TASK REQUIREMENTS: Lines from the entries below that hold "rows" form the answer; copy all of them.
*** Block opens ***
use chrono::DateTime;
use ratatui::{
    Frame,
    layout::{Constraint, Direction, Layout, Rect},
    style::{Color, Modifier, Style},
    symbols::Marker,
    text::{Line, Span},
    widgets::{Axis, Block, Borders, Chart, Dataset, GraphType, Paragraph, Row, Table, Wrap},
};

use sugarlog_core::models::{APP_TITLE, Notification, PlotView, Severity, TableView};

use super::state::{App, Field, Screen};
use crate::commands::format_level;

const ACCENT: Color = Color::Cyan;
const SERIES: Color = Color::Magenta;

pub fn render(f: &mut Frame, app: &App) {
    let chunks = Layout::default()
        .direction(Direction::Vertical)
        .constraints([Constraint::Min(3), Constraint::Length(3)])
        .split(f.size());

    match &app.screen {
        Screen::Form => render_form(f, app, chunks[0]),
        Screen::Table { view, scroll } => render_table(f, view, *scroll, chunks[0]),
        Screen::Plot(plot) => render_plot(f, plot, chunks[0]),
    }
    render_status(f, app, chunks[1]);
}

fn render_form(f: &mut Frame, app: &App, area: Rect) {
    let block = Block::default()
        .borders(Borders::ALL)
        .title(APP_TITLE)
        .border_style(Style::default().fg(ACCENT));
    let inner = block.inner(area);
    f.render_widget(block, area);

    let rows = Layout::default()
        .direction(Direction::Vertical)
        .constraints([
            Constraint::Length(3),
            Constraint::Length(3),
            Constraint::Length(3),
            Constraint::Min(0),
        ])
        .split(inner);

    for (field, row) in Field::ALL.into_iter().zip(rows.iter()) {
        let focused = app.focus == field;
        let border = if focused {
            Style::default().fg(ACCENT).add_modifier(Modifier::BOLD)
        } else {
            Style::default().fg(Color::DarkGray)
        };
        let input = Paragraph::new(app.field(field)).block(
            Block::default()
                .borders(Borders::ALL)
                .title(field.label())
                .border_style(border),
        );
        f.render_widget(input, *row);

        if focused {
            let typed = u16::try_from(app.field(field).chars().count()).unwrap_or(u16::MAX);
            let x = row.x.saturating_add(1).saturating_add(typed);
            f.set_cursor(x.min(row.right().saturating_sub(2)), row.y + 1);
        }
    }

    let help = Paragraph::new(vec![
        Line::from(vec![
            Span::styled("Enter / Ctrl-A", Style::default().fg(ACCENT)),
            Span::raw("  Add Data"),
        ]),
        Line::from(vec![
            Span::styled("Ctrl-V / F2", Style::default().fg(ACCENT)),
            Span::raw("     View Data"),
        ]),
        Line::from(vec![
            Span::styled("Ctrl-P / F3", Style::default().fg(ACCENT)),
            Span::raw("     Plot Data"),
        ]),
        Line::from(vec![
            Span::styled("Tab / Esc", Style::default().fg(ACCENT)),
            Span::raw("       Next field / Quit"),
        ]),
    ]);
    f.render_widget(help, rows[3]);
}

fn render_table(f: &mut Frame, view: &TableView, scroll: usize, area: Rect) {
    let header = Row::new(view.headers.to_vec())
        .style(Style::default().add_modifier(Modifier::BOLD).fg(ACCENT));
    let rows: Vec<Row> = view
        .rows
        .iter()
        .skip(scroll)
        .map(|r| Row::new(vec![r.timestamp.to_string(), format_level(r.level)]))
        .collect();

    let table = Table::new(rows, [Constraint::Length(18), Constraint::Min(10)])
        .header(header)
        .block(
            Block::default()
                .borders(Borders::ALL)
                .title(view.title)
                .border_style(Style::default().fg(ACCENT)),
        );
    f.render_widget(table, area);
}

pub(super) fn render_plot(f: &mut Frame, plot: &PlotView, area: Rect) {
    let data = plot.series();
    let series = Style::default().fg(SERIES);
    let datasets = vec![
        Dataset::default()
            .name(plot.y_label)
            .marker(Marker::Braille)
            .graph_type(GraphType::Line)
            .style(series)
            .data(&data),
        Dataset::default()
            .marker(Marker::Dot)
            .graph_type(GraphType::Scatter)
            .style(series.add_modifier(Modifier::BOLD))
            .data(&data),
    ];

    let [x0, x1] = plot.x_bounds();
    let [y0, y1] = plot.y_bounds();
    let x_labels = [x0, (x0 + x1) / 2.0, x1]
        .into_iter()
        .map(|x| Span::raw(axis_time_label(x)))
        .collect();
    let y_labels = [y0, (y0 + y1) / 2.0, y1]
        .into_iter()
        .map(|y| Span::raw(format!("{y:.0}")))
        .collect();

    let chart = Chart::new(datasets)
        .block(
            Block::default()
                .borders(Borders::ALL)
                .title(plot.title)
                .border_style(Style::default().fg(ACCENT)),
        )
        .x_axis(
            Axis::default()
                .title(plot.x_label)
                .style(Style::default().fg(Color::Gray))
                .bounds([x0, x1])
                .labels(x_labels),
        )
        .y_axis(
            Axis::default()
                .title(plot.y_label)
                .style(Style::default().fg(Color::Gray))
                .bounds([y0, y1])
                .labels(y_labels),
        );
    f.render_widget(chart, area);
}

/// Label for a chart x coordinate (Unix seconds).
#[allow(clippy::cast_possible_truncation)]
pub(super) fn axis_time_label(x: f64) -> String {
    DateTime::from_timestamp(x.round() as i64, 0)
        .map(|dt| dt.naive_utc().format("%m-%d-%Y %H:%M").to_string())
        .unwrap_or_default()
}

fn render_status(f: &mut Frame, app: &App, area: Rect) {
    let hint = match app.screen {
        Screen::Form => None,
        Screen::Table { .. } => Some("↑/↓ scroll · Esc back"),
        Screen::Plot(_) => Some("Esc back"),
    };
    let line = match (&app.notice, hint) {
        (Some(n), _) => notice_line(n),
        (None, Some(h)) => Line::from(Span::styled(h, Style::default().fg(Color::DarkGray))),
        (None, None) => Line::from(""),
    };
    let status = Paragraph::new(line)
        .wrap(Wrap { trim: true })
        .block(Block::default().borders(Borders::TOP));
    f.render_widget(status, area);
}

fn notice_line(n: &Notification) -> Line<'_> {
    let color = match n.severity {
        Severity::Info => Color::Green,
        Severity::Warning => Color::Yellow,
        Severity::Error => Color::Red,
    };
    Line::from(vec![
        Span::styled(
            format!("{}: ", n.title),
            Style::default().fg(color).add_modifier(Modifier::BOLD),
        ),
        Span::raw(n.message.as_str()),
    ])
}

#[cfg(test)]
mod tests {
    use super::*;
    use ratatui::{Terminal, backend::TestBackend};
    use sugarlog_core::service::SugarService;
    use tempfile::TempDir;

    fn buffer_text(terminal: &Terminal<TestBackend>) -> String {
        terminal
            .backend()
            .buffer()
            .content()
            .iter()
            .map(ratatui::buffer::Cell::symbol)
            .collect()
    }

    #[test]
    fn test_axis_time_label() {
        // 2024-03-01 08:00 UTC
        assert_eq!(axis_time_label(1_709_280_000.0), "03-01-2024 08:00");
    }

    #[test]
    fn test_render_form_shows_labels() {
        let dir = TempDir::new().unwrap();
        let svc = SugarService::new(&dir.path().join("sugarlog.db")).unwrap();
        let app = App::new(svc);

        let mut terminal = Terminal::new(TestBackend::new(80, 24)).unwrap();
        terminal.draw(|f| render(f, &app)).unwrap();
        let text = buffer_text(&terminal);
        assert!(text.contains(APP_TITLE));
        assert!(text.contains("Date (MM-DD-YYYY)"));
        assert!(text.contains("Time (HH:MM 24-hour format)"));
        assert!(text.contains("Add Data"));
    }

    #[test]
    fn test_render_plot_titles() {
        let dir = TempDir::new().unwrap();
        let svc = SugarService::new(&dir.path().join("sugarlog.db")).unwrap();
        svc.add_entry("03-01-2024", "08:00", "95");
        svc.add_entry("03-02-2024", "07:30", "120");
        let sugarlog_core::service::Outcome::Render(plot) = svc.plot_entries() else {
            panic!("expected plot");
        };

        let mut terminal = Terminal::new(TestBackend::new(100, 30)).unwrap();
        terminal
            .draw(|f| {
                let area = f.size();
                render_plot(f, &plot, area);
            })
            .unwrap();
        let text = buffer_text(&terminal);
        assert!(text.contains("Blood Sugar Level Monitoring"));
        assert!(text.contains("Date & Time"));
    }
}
*** Block closes ***
ANSWER TO THIS PROBLEM:
    let rows = Layout::default()
    for (field, row) in Field::ALL.into_iter().zip(rows.iter()) {
    f.render_widget(help, rows[3]);
    let rows: Vec<Row> = view
        .rows
    let table = Table::new(rows, [Constraint::Length(18), Constraint::Min(10)])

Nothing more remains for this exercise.